RE: adres z dworca ZOO - Ambrosia McKinnon - 06.01.2024

tylko nie zgub

do notki została załączona karta Pustelnika z talii Rosie.



RE: adres z dworca ZOO - Loretta Lestrange - 15.02.2024

Londyn 20.08.72
Weź mnie tam, gdzie zaczęliśmy.

Nie wiem, czemu za Tobą tak tęsknię, nawet gdy jesteś. Jakbym nie była w stanie dotrzeć do Ciebie, pomimo naszych ciał przywartych.

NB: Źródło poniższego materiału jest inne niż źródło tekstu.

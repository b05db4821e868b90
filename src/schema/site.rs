//! Built-in schema of the personal site: posts, tags, work entries and
//! projects, plus the `site` and `profile` singletons.

use super::declaration::SchemaDeclaration;
use super::definition::{CollectionDefinition, SingletonDefinition};
use super::field::{DocumentFeatures, ItemLabel};
use super::fields::{self, field};

const EMPLOYMENT_TYPES: &[(&str, &str)] = &[
    ("Full time", "full-time"),
    ("Part time", "part-time"),
    ("Self-employed", "self-employed"),
    ("Freelance", "freelance"),
    ("Internship", "internship"),
    ("Trainee", "trainee"),
];

const PROJECT_TYPES: &[(&str, &str)] = &[
    ("Command-Line App", "command-line"),
    ("Desktop App", "desktop-app"),
    ("Mobile App", "mobile-app"),
    ("Library", "library"),
    ("Web App", "web-app"),
    ("Design", "design"),
    ("Software", "software"),
];

fn tag_list() -> super::field::FieldDescriptor {
    fields::array(
        "Tags",
        fields::relationship("Tag", "tags"),
        ItemLabel::Value {
            fallback: "Please select".into(),
        },
    )
}

pub fn posts() -> CollectionDefinition {
    CollectionDefinition {
        name: "posts".into(),
        label: "Posts".into(),
        path: "src/content/posts/*".into(),
        slug_field: "title".into(),
        content_field: Some("content".into()),
        fields: vec![
            field("title", fields::slug("Title")),
            field("description", fields::multiline("Summary")),
            field("pubDate", fields::date_today("Published date")),
            field(
                "image",
                fields::image("Image", "public/images/posts", "/images/posts/").optional(),
            ),
            field("tags", tag_list()),
            field("content", fields::document("Content", DocumentFeatures::all())),
        ],
    }
}

pub fn tags() -> CollectionDefinition {
    CollectionDefinition {
        name: "tags".into(),
        label: "Tags".into(),
        path: "src/content/tags/*".into(),
        slug_field: "name".into(),
        content_field: None,
        fields: vec![field("name", fields::slug("Name"))],
    }
}

pub fn work() -> CollectionDefinition {
    CollectionDefinition {
        name: "work".into(),
        label: "Experience".into(),
        path: "src/content/work/*".into(),
        slug_field: "role".into(),
        content_field: Some("summary".into()),
        fields: vec![
            field("role", fields::slug("Role")),
            field(
                "employment_type",
                fields::select("Employment Type", EMPLOYMENT_TYPES, "self-employed"),
            ),
            field(
                "company",
                fields::object(
                    "Company",
                    vec![
                        field("name", fields::text("Company Name")),
                        field("site", fields::url("Company Website")),
                        field("location", fields::text("Company Location")),
                    ],
                ),
            ),
            field("startDate", fields::date("Start Date")),
            field(
                "endDate",
                fields::conditional(
                    "End Date",
                    fields::checkbox("currently working in this company", false),
                    fields::empty(),
                    fields::date("End Date"),
                ),
            ),
            field(
                "documents",
                fields::array(
                    "Documents",
                    fields::object(
                        "Document",
                        vec![
                            field(
                                "document",
                                fields::file("Documents", "public/documents/", "/documents/"),
                            ),
                            field("label", fields::text("Label")),
                        ],
                    ),
                    ItemLabel::Template {
                        template: "{label}".into(),
                    },
                ),
            ),
            field(
                "summary",
                fields::document(
                    "Your Summary of the Work",
                    DocumentFeatures {
                        tables: false,
                        ..DocumentFeatures::all()
                    },
                ),
            ),
        ],
    }
}

pub fn projects() -> CollectionDefinition {
    CollectionDefinition {
        name: "projects".into(),
        label: "Projects".into(),
        path: "src/content/projects/*".into(),
        slug_field: "title".into(),
        content_field: Some("content".into()),
        fields: vec![
            field("title", fields::slug("Title")),
            field("description", fields::multiline("Description")),
            field("draft", fields::checkbox("Draft", false)),
            field("type", fields::select("Type", PROJECT_TYPES, "web-app")),
            field("tags", tag_list()),
            field("link", fields::url("URL Link")),
            field("content", fields::document("Content", DocumentFeatures::all())),
        ],
    }
}

pub fn site() -> SingletonDefinition {
    SingletonDefinition {
        name: "site".into(),
        label: "Site".into(),
        path: "src/content/site/data".into(),
        content_field: None,
        fields: vec![
            field("name", fields::slug("Name")),
            field("title", fields::text("Title")),
            field("description", fields::multiline("Description")),
            field(
                "image",
                fields::object(
                    "Image",
                    vec![
                        field("src", fields::image("Open Graph Image", "public/og", "/og/")),
                        field("alt", fields::text("Alt Text")),
                    ],
                ),
            ),
        ],
    }
}

pub fn profile() -> SingletonDefinition {
    SingletonDefinition {
        name: "profile".into(),
        label: "Profile".into(),
        path: "src/content/profile/data".into(),
        content_field: None,
        fields: vec![
            field("name", fields::text("Full Name")),
            field("about", fields::multiline("About")),
            field(
                "image",
                fields::object(
                    "Image",
                    vec![
                        field(
                            "src",
                            fields::image(
                                "Profile Image",
                                "public/profile-image",
                                "/profile-image/",
                            ),
                        ),
                        field("alt", fields::text("Alt Text")),
                    ],
                ),
            ),
            field(
                "links",
                fields::array(
                    "Social Platform",
                    fields::object(
                        "Link",
                        vec![
                            field("platform", fields::text("Platform")),
                            field("label", fields::text("Label")),
                            field("link", fields::url("Link")),
                            field("me", fields::url("Me").optional()),
                        ],
                    ),
                    ItemLabel::Template {
                        template: "{platform} | {label}".into(),
                    },
                ),
            ),
        ],
    }
}

/// The complete site declaration
pub fn site_schema() -> SchemaDeclaration {
    SchemaDeclaration {
        collections: vec![posts(), tags(), work(), projects()],
        singletons: vec![site(), profile()],
    }
}

#[cfg(test)]
mod tests {
    use super::*;
    use crate::schema::registry::SchemaRegistry;

    #[test]
    fn test_site_schema_registers() {
        let registry = SchemaRegistry::from_declaration(site_schema()).unwrap();
        assert_eq!(registry.list_collections().count(), 4);
        assert_eq!(registry.list_singletons().count(), 2);
    }

    #[test]
    fn test_posts_and_projects_reference_tags() {
        let registry = SchemaRegistry::from_declaration(site_schema()).unwrap();
        for name in ["posts", "projects"] {
            let targets = registry.relationship_targets(name).unwrap();
            assert!(targets.contains("tags"));
        }
        assert!(registry.relationship_targets("work").unwrap().is_empty());
    }
}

Jesteś na mnie zły bardzo, czy tylko trochę? Uderz mnie, jeśli chcesz, jeśli to naprawi wszystko. Nie dbałam nigdy o nic tak bardzo, jak o Ciebie; głównie dlatego, że Cię kocham, a trochę dlatego, że jestem Tobie przeznaczona. Nie wiem jak wyglądałoby moje życie bez Ciebie, ale wiem jedno: nie zostawiaj mnie nigdy samej.

Ja po prostu boję się Twoich powrotów.
Na zawsze,
Loretta



RE: adres z dworca ZOO - Ambrosia McKinnon - 04.04.2024

lipiec  1972
A ty którą Flądrą dzisiaj jesteś?

[Obrazek: pxLpgT7.jpeg]



RE: adres z dworca ZOO - Ambrosia McKinnon - 05.04.2024

lipiec  1972

Ja się nie pytam ciebie o twoją opinię na temat tego jak się kot nazywa tylko KTÓRĄ FLĄDRĄ DZISIAJ JESTEŚ?! Nie psuj zabawy kiedy nawet Morpheus mi odpisał.